The project's success has laid the framework for transformative water treatment for plants around the world. Scale-up studies have shown that water treatment plants that use MFCs to process organic waste can produce enough energy to run the entire treatment process, cutting costs by 30 to 40%, as well as reducing the amount of leftover sludge by as much as 80%. The development of a more efficient technology that can achieve such energy savings across different water sources would greatly expand the implementation of this emerging technology. In addition to the positive effects this energy savings will have on the environment, this advancement will help expand water treatment options available to communities that lack the resources needed to realize alternative energy-intensive approaches that often require high capital and installation costs. Water treatment is among the most basic necessities for maintaining a healthy and high quality life; it is an area of ongoing advancement not only for developing communities, but also well-established cities. Any advancement made towards this end would therefore have a direct impact not only on small communities in need of extra energy, but on every inhabitant.

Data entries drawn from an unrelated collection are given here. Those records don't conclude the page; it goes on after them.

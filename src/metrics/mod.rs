//! Built-in metrics for the sync pipeline.
//!
//! Provides OpenTelemetry metrics tracking:
//! - Change notifications received and ignored
//! - Local write failures
//! - Reload outcomes and duration
//! - Active subscriptions
//! - Time since the last successful reload
//!
//! # Examples
//!
//! ```rust,no_run
//! use proxy_config_sync::metrics::SyncMetrics;
//! use opentelemetry::global;
//!
//! let metrics = SyncMetrics::new(global::meter("proxy-config-sync"));
//! metrics.record_notification();
//! ```

mod sync_metrics;

pub use sync_metrics::SyncMetrics;
impl Orchestrator {
    /// Create a new builder.
    pub fn builder() -> OrchestratorBuilder {
        OrchestratorBuilder::new()
    }

    /// Create a builder wired to the services described by `settings`.
    ///
    /// # Errors
    ///
    /// Returns an error if the entry list is invalid, a reload command is
    /// empty, or an HTTP client cannot be constructed.
    pub fn builder_from_settings(settings: &SyncSettings) -> Result<OrchestratorBuilder> {
        OrchestratorBuilder::from_settings(settings)
    }

    /// The registry change notifications are resolved against.
    pub fn registry(&self) -> &EntryRegistry {
        &self.registry
    }

    /// The entries this orchestrator keeps in sync.
    pub fn entries(&self) -> &WatchedEntrySet {
        &self.entries
    }

    /// Run startup and then wait for `shutdown` to complete.
    ///
    /// `shutdown` is raced against startup as well, so a shutdown request
    /// during the initial sync ends the run cleanly without waiting for the
    /// remote service. In-flight change handlers are not drained; they are
    /// abandoned when the runtime shuts down.
    ///
    /// # Errors
    ///
    /// Returns an error if startup fails before `shutdown` completes.
    pub async fn run_until<F>(self: &Arc<Self>, shutdown: F) -> Result<()>
    where
        F: Future<Output = ()>,
    {
        let mut shutdown = std::pin::pin!(shutdown);

        tokio::select! {
            started = self.start() => {
                let report = started?;
                info!(
                    synced = report.synced,
                    subscribed = report.subscribed,
                    subscribe_failures = report.subscribe_failures,
                    "watching for config changes"
                );
            }
            () = &mut shutdown => {
                info!("shutdown requested during startup");
                return Ok(());
            }
        }

        shutdown.await;
        info!("shutting down");
        Ok(())
    }

    /// Initial sync, registry publish, and subscription registration.
    ///
    /// # Errors
    ///
    /// Returns the first fetch or write error of the initial sync. Failed
    /// subscriptions are logged and counted in the report, not returned.
    pub async fn start(self: &Arc<Self>) -> Result<StartReport> {
        let synced = self.initial_sync().await?;
        self.registry.publish(self.entries.clone())?;

        let listener = self.listener();
        let mut subscribed = 0;
        let mut subscribe_failures = 0;
        for entry in &self.entries {
            match self
                .client
                .subscribe(&entry.remote_id, &entry.group, Arc::clone(&listener))
                .await
            {
                Ok(()) => subscribed += 1,
                Err(e) => {
                    error!(
                        remote_id = %entry.remote_id,
                        group = %entry.group,
                        error = %e,
                        "subscription failed"
                    );
                    subscribe_failures += 1;
                }
            }
        }

        #[cfg(feature = "metrics")]
        if let Some(metrics) = &self.metrics {
            metrics.update_subscription_count(subscribed as i64);
        }

        Ok(StartReport {
            synced,
            subscribed,
            subscribe_failures,
        })
    }

    async fn initial_sync(&self) -> Result<usize> {
        for entry in &self.entries {
            let content = self.client.fetch(&entry.remote_id, &entry.group).await?;
            self.writer.write(&entry.local_path, &content)?;
            info!(
                remote_id = %entry.remote_id,
                group = %entry.group,
                path = %entry.local_path.display(),
                "initial sync wrote file"
            );
        }
        Ok(self.entries.len())
    }

    /// Listener that handles each subscription event on its own task.
    ///
    /// Holds only a weak reference, so subscriptions do not keep the
    /// orchestrator alive. Must be invoked within a tokio runtime.
    pub fn listener(self: &Arc<Self>) -> ChangeListener {
        let orchestrator = Arc::downgrade(self);
        Arc::new(move |event: ChangeEvent| {
            let Some(orchestrator) = orchestrator.upgrade() else {
                debug!(remote_id = %event.remote_id(), "orchestrator gone, dropping event");
                return;
            };
            tokio::spawn(async move {
                orchestrator.handle_event(event).await;
            });
        })
    }

    /// Dispatch one subscription event.
    pub async fn handle_event(&self, event: ChangeEvent) -> ChangeOutcome {
        match event {
            ChangeEvent::Changed(notification) => self.handle_change(notification).await,
            ChangeEvent::FetchFailed(failure) => self.handle_fetch_failure(failure),
        }
    }

    /// Alert that a reported change could not be fetched.
    ///
    /// The local file and the proxy are left as they are. The client reports
    /// each failure streak once, so this raises one alert per streak.
    pub fn handle_fetch_failure(&self, failure: FetchFailure) -> ChangeOutcome {
        let Some(slot) = self.registry.slot(&failure.remote_id, &failure.group) else {
            debug!(
                remote_id = %failure.remote_id,
                group = %failure.group,
                "ignoring fetch failure for unwatched entry"
            );
            return ChangeOutcome::Ignored;
        };
        let entry = slot.entry();

        error!(
            remote_id = %entry.remote_id,
            group = %entry.group,
            reason = %failure.reason,
            "changed config could not be fetched"
        );
        self.alerts.notify(format!(
            "failed to fetch {} ({}): {}; {} left unchanged",
            entry.remote_id,
            entry.group,
            failure.reason,
            entry.local_path.display()
        ));
        ChangeOutcome::FetchFailed
    }

    /// Write the new content of a watched entry and reload the proxy.
    ///
    /// Notifications are matched on `(remote_id, group)`; anything else is
    /// ignored. Failures are logged and alerted, never returned.
    pub async fn handle_change(&self, notification: ChangeNotification) -> ChangeOutcome {
        #[cfg(feature = "metrics")]
        if let Some(metrics) = &self.metrics {
            metrics.record_notification();
        }

        let Some(slot) = self
            .registry
            .slot(&notification.remote_id, &notification.group)
        else {
            debug!(
                namespace = %notification.namespace,
                remote_id = %notification.remote_id,
                group = %notification.group,
                "ignoring notification for unwatched entry"
            );
            #[cfg(feature = "metrics")]
            if let Some(metrics) = &self.metrics {
                metrics.record_ignored();
            }
            return ChangeOutcome::Ignored;
        };

        let _guard = slot.lock().await;
        let entry = slot.entry();

        if let Err(e) = self.writer.write(&entry.local_path, &notification.content) {
            error!(remote_id = %entry.remote_id, error = %e, "failed to update local file");
            #[cfg(feature = "metrics")]
            if let Some(metrics) = &self.metrics {
                metrics.record_write_failure();
            }
            self.alerts.notify(format!(
                "failed to update {} ({}): {}",
                entry.local_path.display(),
                entry.remote_id,
                e
            ));
            return ChangeOutcome::WriteFailed;
        }
        info!(
            remote_id = %entry.remote_id,
            path = %entry.local_path.display(),
            bytes = notification.content.len(),
            "local file updated"
        );

        #[cfg(feature = "metrics")]
        let timer = self.metrics.as_ref().map(SyncMetrics::start_reload);

        let outcome = self.reloader.reload().await;

        #[cfg(feature = "metrics")]
        if let (Some(metrics), Some(timer)) = (&self.metrics, timer) {
            metrics.record_reload(timer, &outcome);
        }

        if !outcome.is_success() {
            warn!(
                remote_id = %entry.remote_id,
                outcome = outcome.label(),
                "file updated but proxy not reloaded"
            );
        }
        self.alerts.notify(self.alert_message(entry, &outcome));

        ChangeOutcome::Reloaded(outcome)
    }

    fn alert_message(&self, entry: &WatchedEntry, outcome: &ReloadOutcome) -> String {
        let target = format!("{} ({})", entry.local_path.display(), entry.remote_id);
        match outcome {
            ReloadOutcome::ValidationFailed { .. } => format!(
                "config test `{}` failed for {}; reload skipped",
                self.reloader.validate_command(),
                target
            ),
            ReloadOutcome::ApplyFailed { .. } => format!(
                "reload `{}` failed for {}",
                self.reloader.apply_command(),
                target
            ),
            ReloadOutcome::TimedOut { phase } => {
                let command = match phase {
                    ReloadPhase::Validate => self.reloader.validate_command(),
                    ReloadPhase::Apply => self.reloader.apply_command(),
                };
                format!("`{}` timed out for {}", command, target)
            }
            ReloadOutcome::Succeeded => format!(
                "reload `{}` succeeded for {}",
                self.reloader.apply_command(),
                target
            ),
        }
    }
}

We engineered a collection of microbes with distinct electricity-generating pathways and compared their power generation in a bioelectrochemical system. We demonstrated an initial 3-fold improvement in power generation through the expression of a foreign electron conduit. We were then able to further enhance the performance of our microbe through the expression of a mixed conduit comprising of both foreign and endogenous parts. These different parts rely on distinct, yet complementary electricity-generating mechanisms that contribute to a synergistic increase in power production. Finally, we incorporated our bioengineered microbes into a MFC. The device was able to generate power from a wastewater collected from a local brewery. Moreover, the MFC based on the bioengineered microbes demonstrated a marked increase in performance compared to the state-of-the-art bioelectric microbes used in the industry, the latter of which were unable to survive in the wastewater.

Mouhib, M.; Reggente, M.; Li, L.; Schuergers, N.; Boghossian, A.A. Tailored extracellular electron transfer pathways enhance the electroactivity of Escherichia coli, bioRxiv, 2021 (under review).